- TASK INSTRUCTIONS -
For the material that follows, return exactly the lines from the one with "tick must be" through the one with "let adversary = &self.adversary;", both ends included.
-- Opening Marker --
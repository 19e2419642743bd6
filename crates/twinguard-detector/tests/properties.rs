//! Property tests for detector belief updates.

use proptest::prelude::*;

use twinguard_detector::bayes::{POSTERIOR_MAX, POSTERIOR_MIN};
use twinguard_detector::{ApDetector, DetectorConfig};

proptest! {
    /// The posterior never leaves the clamp interval.
    #[test]
    fn posterior_stays_clamped(steps in prop::collection::vec((any::<bool>(), 0u64..120_000), 1..300)) {
        let mut detector = ApDetector::new(DetectorConfig::default(), 0);
        let mut now = 0u64;
        for (success, gap) in steps {
            now += gap;
            let p = detector.observe(success, now);
            prop_assert!((POSTERIOR_MIN..=POSTERIOR_MAX).contains(&p));
        }
    }

    /// A failure never lowers belief and a success never raises it, when
    /// both are observed without an idle gap.
    #[test]
    fn outcomes_move_belief_monotonically(history in prop::collection::vec(any::<bool>(), 0..40), success: bool) {
        let mut detector = ApDetector::new(DetectorConfig::default(), 0);
        for outcome in history {
            detector.observe(outcome, 0);
        }
        let before = detector.posterior();
        let after = detector.observe(success, 0);
        if success {
            prop_assert!(after <= before);
        } else {
            prop_assert!(after >= before);
        }
    }

    /// Evidence separated by a long idle gap carries less weight than the
    /// same evidence observed back to back.
    #[test]
    fn idle_gap_shrinks_log_odds(gap_secs in 120u64..3_600) {
        let config = DetectorConfig::default();

        let mut back_to_back = ApDetector::new(config, 0);
        back_to_back.observe(false, 0);
        back_to_back.observe(false, 0);

        let mut gapped = ApDetector::new(config, 0);
        gapped.observe(false, 0);
        gapped.observe(false, gap_secs * 1000);

        let undamped = 2.0 * config.log_likelihood_ratio(false);
        prop_assert!(gapped.log_odds().abs() < undamped);
        prop_assert!(gapped.log_odds() < back_to_back.log_odds());
    }
}
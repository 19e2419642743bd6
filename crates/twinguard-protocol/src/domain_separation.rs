//! Structured domain separation for TwinGuard signatures.
//!
//! Every signed message is prefixed with:
//! `"TWINGUARD-v1." || purpose || "." || context_length || context`
//!
//! so a packet signature can never be replayed as a beacon signature.

const PREFIX: &[u8] = b"TWINGUARD-v1.";

/// Build a domain-separated label.
///
/// Format: `"TWINGUARD-v1." || purpose || "." || len(context) as 4-byte BE || context`
///
/// # Example
///
/// ```
/// use twinguard_protocol::domain_separation::{build_domain_label, purposes};
///
/// let label = build_domain_label(purposes::BEACON_SIG, b"AP1");
/// assert!(label.starts_with(b"TWINGUARD-v1.BEACON-SIG."));
/// ```
pub fn build_domain_label(purpose: &str, context: &[u8]) -> Vec<u8> {
    let mut label = Vec::with_capacity(PREFIX.len() + purpose.len() + 1 + 4 + context.len());
    label.extend_from_slice(PREFIX);
    label.extend_from_slice(purpose.as_bytes());
    label.extend_from_slice(b".");
    label.extend_from_slice(&(context.len() as u32).to_be_bytes());
    label.extend_from_slice(context);
    label
}

/// Well-known domain separation purposes.
pub mod purposes {
    /// Packet signature over header and ciphertext.
    pub const PACKET_SIG: &str = "PACKET-SIG";
    /// Periodic access point beacon.
    pub const BEACON_SIG: &str = "BEACON-SIG";
}

#[cfg(test)]
mod tests {
    use super::*;

    #[test]
    fn test_domain_label_format() {
        let label = build_domain_label(purposes::PACKET_SIG, b"");
        assert_eq!(&label[..13], b"TWINGUARD-v1.");
        assert!(label.starts_with(b"TWINGUARD-v1.PACKET-SIG."));
    }

    #[test]
    fn test_domain_label_with_context() {
        let context = b"test-context";
        let label = build_domain_label(purposes::BEACON_SIG, context);
        assert_eq!(label.len(), 13 + 10 + 1 + 4 + 12);

        let len_offset = 13 + 10 + 1;
        let len_bytes: [u8; 4] = label[len_offset..len_offset + 4].try_into().unwrap();
        assert_eq!(u32::from_be_bytes(len_bytes), 12);
        assert!(label.ends_with(context));
    }

    #[test]
    fn test_different_purposes_differ() {
        assert_ne!(
            build_domain_label(purposes::PACKET_SIG, b"x"),
            build_domain_label(purposes::BEACON_SIG, b"x")
        );
    }

    #[test]
    fn test_length_prefix_prevents_ambiguity() {
        // "ab" + "c" and "a" + "bc" must not collide once lengths are encoded
        let mut a = build_domain_label(purposes::PACKET_SIG, b"ab");
        a.extend_from_slice(b"c");
        let mut b = build_domain_label(purposes::PACKET_SIG, b"a");
        b.extend_from_slice(b"bc");
        assert_ne!(a, b);
    }
}
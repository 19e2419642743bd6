//! Configuration for the simulation.
//!
//! Options are grouped by the component that consumes them. Every group has
//! defaults matching the reference deployment, so an empty JSON object is a
//! valid configuration.
//!
//! # Example
//!
//! ```
//! use twinguard_core::config::{SimConfig, SimConfigBuilder};
//!
//! // Use defaults
//! let config = SimConfig::default();
//! assert!(config.validate().is_ok());
//!
//! // Or use builder for customization
//! let config = SimConfigBuilder::new()
//!     .with_timestamp_tolerance_secs(30)
//!     .with_packets_per_sec(10)
//!     .with_rng_seed(7)
//!     .build_validated()
//!     .unwrap();
//! assert_eq!(config.traffic.tick_ms(), 100);
//! ```

use serde::{Deserialize, Serialize};
use thiserror::Error;

use twinguard_detector::DetectorConfig;
use twinguard_game::{Sensitivity, Strategy, DEFAULT_WINDOW_MS};
use twinguard_protocol::limits::{
    DEFAULT_TOLERANCE_SECS, MAX_REPLAY_ENTRIES, MAX_TOLERANCE_SECS, MIN_TOLERANCE_SECS,
    REPLAY_TTL_MS,
};

/// Default packets per second per device.
const DEFAULT_PACKETS_PER_SEC: u32 = 50;

/// Generators never tick faster than this.
pub const MIN_TICK_MS: u64 = 20;

/// Default guest batch interval.
const DEFAULT_SPAWN_INTERVAL_MS: u64 = 15_000;

/// Default guest lifetime.
const DEFAULT_DESPAWN_AFTER_MS: u64 = 60_000;

/// Largest batch a single spawn may create.
const MAX_GUESTS_PER_SPAWN: usize = 64;

/// Main simulation configuration.
#[derive(Clone, Debug, Default, PartialEq, Serialize, Deserialize)]
#[serde(default)]
pub struct SimConfig {
    /// Packet protocol settings.
    pub protocol: ProtocolConfig,

    /// Per-device traffic generation.
    pub traffic: TrafficConfig,

    /// Strategy rotation.
    pub scheduler: SchedulerConfig,

    /// Guest AP spawning.
    pub adversary: AdversaryConfig,

    /// Periodic broadcasts and load decay.
    pub broadcast: BroadcastConfig,

    /// Parameters shared by every evil-twin detector.
    pub detector: DetectorConfig,

    /// Data sensitivity mode at startup.
    pub initial_sensitivity: Sensitivity,

    /// Seed for the world RNG. `None` seeds from the OS.
    pub rng_seed: Option<u64>,
}

impl SimConfig {
    /// Create a new configuration with default values.
    pub fn new() -> Self {
        Self::default()
    }

    /// Create a configuration builder.
    pub fn builder() -> SimConfigBuilder {
        SimConfigBuilder::new()
    }

    /// Validate the configuration.
    ///
    /// Returns an error naming the first field that is out of range.
    pub fn validate(&self) -> Result<(), ConfigError> {
        let tol = self.protocol.timestamp_tolerance_secs;
        if !(MIN_TOLERANCE_SECS..=MAX_TOLERANCE_SECS).contains(&tol) {
            return Err(ConfigError::invalid(
                "protocol.timestamp_tolerance_secs",
                format!("must be between {MIN_TOLERANCE_SECS} and {MAX_TOLERANCE_SECS}"),
            ));
        }
        if self.protocol.replay_ttl_ms == 0 {
            return Err(ConfigError::invalid(
                "protocol.replay_ttl_ms",
                "replay TTL must be greater than zero",
            ));
        }
        if self.protocol.replay_capacity == 0 {
            return Err(ConfigError::invalid(
                "protocol.replay_capacity",
                "replay capacity must be greater than zero",
            ));
        }

        if self.traffic.packets_per_sec == 0 {
            return Err(ConfigError::invalid(
                "traffic.packets_per_sec",
                "packet rate must be greater than zero",
            ));
        }
        if self.traffic.min_tick_ms < MIN_TICK_MS {
            return Err(ConfigError::invalid(
                "traffic.min_tick_ms",
                format!("minimum tick must be at least {MIN_TICK_MS} ms"),
            ));
        }

        if self.scheduler.window_ms == 0 {
            return Err(ConfigError::invalid(
                "scheduler.window_ms",
                "strategy window must be greater than zero",
            ));
        }

        let adversary = &self.adversary;
        if adversary.spawn_interval_ms == 0 {
            return Err(ConfigError::invalid(
                "adversary.spawn_interval_ms",
                "spawn interval must be greater than zero",
            ));
        }
        if adversary.guests_per_spawn > MAX_GUESTS_PER_SPAWN {
            return Err(ConfigError::invalid(
                "adversary.guests_per_spawn",
                format!("at most {MAX_GUESTS_PER_SPAWN} guests per batch"),
            ));
        }
        if !unit_interval(adversary.evil_probability) {
            return Err(ConfigError::invalid(
                "adversary.evil_probability",
                "probability must be between 0.0 and 1.0",
            ));
        }
        if !unit_interval(adversary.spawn_probability) {
            return Err(ConfigError::invalid(
                "adversary.spawn_probability",
                "probability must be between 0.0 and 1.0",
            ));
        }
        if !(adversary.offset_distance.is_finite() && adversary.offset_distance >= 0.0)
            || !(adversary.offset_jitter.is_finite() && adversary.offset_jitter >= 0.0)
        {
            return Err(ConfigError::invalid(
                "adversary.offset_distance",
                "offsets must be finite and non-negative",
            ));
        }

        let broadcast = &self.broadcast;
        for (field, value) in [
            ("broadcast.beacon_interval_ms", broadcast.beacon_interval_ms),
            ("broadcast.stats_interval_ms", broadcast.stats_interval_ms),
            ("broadcast.load_decay_interval_ms", broadcast.load_decay_interval_ms),
        ] {
            if value == 0 {
                return Err(ConfigError::invalid(field, "interval must be greater than zero"));
            }
        }
        if broadcast.event_capacity == 0 {
            return Err(ConfigError::invalid(
                "broadcast.event_capacity",
                "event channel capacity must be greater than zero",
            ));
        }

        let prior = self.detector.prior_evil;
        if !(prior > 0.0 && prior < 1.0) {
            return Err(ConfigError::invalid(
                "detector.prior_evil",
                "prior must be strictly between 0.0 and 1.0",
            ));
        }
        for (field, p) in [
            ("detector.p_success_given_evil", self.detector.p_success_given_evil),
            ("detector.p_success_given_legit", self.detector.p_success_given_legit),
        ] {
            if !(p > 0.0 && p < 1.0) {
                return Err(ConfigError::invalid(
                    field,
                    "likelihood must be strictly between 0.0 and 1.0",
                ));
            }
        }

        Ok(())
    }
}

fn unit_interval(p: f64) -> bool {
    (0.0..=1.0).contains(&p)
}

/// Packet protocol settings.
#[derive(Clone, Debug, PartialEq, Serialize, Deserialize)]
#[serde(default)]
pub struct ProtocolConfig {
    /// Accepted clock difference for packet timestamps.
    pub timestamp_tolerance_secs: u64,

    /// Offset added to the wall clock for every timestamp the simulation
    /// issues. Negative values put the simulation behind real time.
    pub clock_skew_secs: i64,

    /// How long a nonce stays in an AP's replay window.
    pub replay_ttl_ms: u64,

    /// Maximum nonces held per AP.
    pub replay_capacity: usize,
}

impl Default for ProtocolConfig {
    fn default() -> Self {
        Self {
            timestamp_tolerance_secs: DEFAULT_TOLERANCE_SECS,
            clock_skew_secs: 0,
            replay_ttl_ms: REPLAY_TTL_MS,
            replay_capacity: MAX_REPLAY_ENTRIES,
        }
    }
}

/// Per-device traffic generation.
#[derive(Clone, Debug, PartialEq, Serialize, Deserialize)]
#[serde(default)]
pub struct TrafficConfig {
    /// Target packets per second for each connected device.
    pub packets_per_sec: u32,

    /// Lower bound on the generator tick.
    pub min_tick_ms: u64,

    /// Plaintext carried by every generated packet.
    pub payload: String,
}

impl TrafficConfig {
    /// Generator tick: `max(min_tick_ms, 1000 / packets_per_sec)`, never
    /// below [`MIN_TICK_MS`].
    pub fn tick_ms(&self) -> u64 {
        let per_packet = 1000 / u64::from(self.packets_per_sec.max(1));
        per_packet.max(self.min_tick_ms).max(MIN_TICK_MS)
    }
}

impl Default for TrafficConfig {
    fn default() -> Self {
        Self {
            packets_per_sec: DEFAULT_PACKETS_PER_SEC,
            min_tick_ms: MIN_TICK_MS,
            payload: "micro-pkt".to_string(),
        }
    }
}

/// Strategy rotation.
#[derive(Clone, Debug, PartialEq, Serialize, Deserialize)]
#[serde(default)]
pub struct SchedulerConfig {
    /// Strategy active at startup.
    pub initial_strategy: Strategy,

    /// Length of each strategy window.
    pub window_ms: u64,
}

impl Default for SchedulerConfig {
    fn default() -> Self {
        Self {
            initial_strategy: Strategy::Trust,
            window_ms: DEFAULT_WINDOW_MS,
        }
    }
}

/// Guest AP spawning.
#[derive(Clone, Debug, PartialEq, Serialize, Deserialize)]
#[serde(default)]
pub struct AdversaryConfig {
    /// Run the periodic spawner. Manual spawns work either way.
    pub enabled: bool,

    /// Time between periodic batches.
    pub spawn_interval_ms: u64,

    /// Guests attempted per batch.
    pub guests_per_spawn: usize,

    /// Probability each guest is malicious. Adjustable at runtime.
    pub evil_probability: f64,

    /// Guest lifetime.
    pub despawn_after_ms: u64,

    /// Probability each attempted guest is actually created.
    pub spawn_probability: f64,

    /// Minimum distance from the impersonated AP.
    pub offset_distance: f64,

    /// Uniform extra distance added on top of `offset_distance`.
    pub offset_jitter: f64,
}
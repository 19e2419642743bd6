//! Defensive strategies and AP behaviour outcomes.

use serde::{Deserialize, Serialize};

use crate::{GameError, Result};

/// Population-wide defensive posture.
#[derive(Clone, Copy, Debug, PartialEq, Eq, Hash, PartialOrd, Ord, Serialize, Deserialize)]
#[serde(rename_all = "UPPERCASE")]
pub enum Strategy {
    /// Send to any AP without extra checks.
    Trust,
    /// Send to any AP and verify the exchange.
    Verify,
    /// Route around APs the detector suspects.
    Avoid,
}

impl Strategy {
    /// Rotation order.
    pub const ALL: [Strategy; 3] = [Strategy::Trust, Strategy::Verify, Strategy::Avoid];

    /// Successor in the TRUST → VERIFY → AVOID → TRUST cycle.
    pub fn next(self) -> Self {
        match self {
            Strategy::Trust => Strategy::Verify,
            Strategy::Verify => Strategy::Avoid,
            Strategy::Avoid => Strategy::Trust,
        }
    }

    /// Upper-case name.
    pub fn as_str(self) -> &'static str {
        match self {
            Strategy::Trust => "TRUST",
            Strategy::Verify => "VERIFY",
            Strategy::Avoid => "AVOID",
        }
    }
}

impl std::fmt::Display for Strategy {
    fn fmt(&self, f: &mut std::fmt::Formatter<'_>) -> std::fmt::Result {
        f.write_str(self.as_str())
    }
}

impl std::str::FromStr for Strategy {
    type Err = GameError;

    fn from_str(s: &str) -> Result<Self> {
        match s.to_ascii_uppercase().as_str() {
            "TRUST" => Ok(Strategy::Trust),
            "VERIFY" => Ok(Strategy::Verify),
            "AVOID" => Ok(Strategy::Avoid),
            _ => Err(GameError::UnknownStrategy(s.to_string())),
        }
    }
}

/// How the AP on the other end behaved.
#[derive(Clone, Copy, Debug, PartialEq, Eq, Hash, Serialize, Deserialize)]
#[serde(rename_all = "snake_case")]
pub enum Outcome {
    /// Legitimate AP.
    Cooperate,
    /// Malicious AP.
    Defect,
}

impl Outcome {
    /// Outcome implied by ground truth.
    pub fn from_malicious(malicious: bool) -> Self {
        if malicious {
            Outcome::Defect
        } else {
            Outcome::Cooperate
        }
    }
}

#[cfg(test)]
mod tests {
    use super::*;

    #[test]
    fn test_cycle() {
        assert_eq!(Strategy::Trust.next(), Strategy::Verify);
        assert_eq!(Strategy::Verify.next(), Strategy::Avoid);
        assert_eq!(Strategy::Avoid.next(), Strategy::Trust);
    }

    #[test]
    fn test_parse() {
        assert_eq!("verify".parse::<Strategy>().unwrap(), Strategy::Verify);
        assert_eq!("AVOID".parse::<Strategy>().unwrap(), Strategy::Avoid);
        assert!("flee".parse::<Strategy>().is_err());
    }

    #[test]
    fn test_serde_names() {
        assert_eq!(serde_json::to_string(&Strategy::Trust).unwrap(), "\"TRUST\"");
        assert_eq!(serde_json::to_string(&Outcome::Defect).unwrap(), "\"defect\"");
    }
}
-- Closing Marker --
- OUTPUT FOR THIS TASK -
                format!("minimum tick must be at least {MIN_TICK_MS} ms"),
            ));
        }

        if self.scheduler.window_ms == 0 {
            return Err(ConfigError::invalid(
                "scheduler.window_ms",
                "strategy window must be greater than zero",
            ));
        }

        let adversary = &self.adversary;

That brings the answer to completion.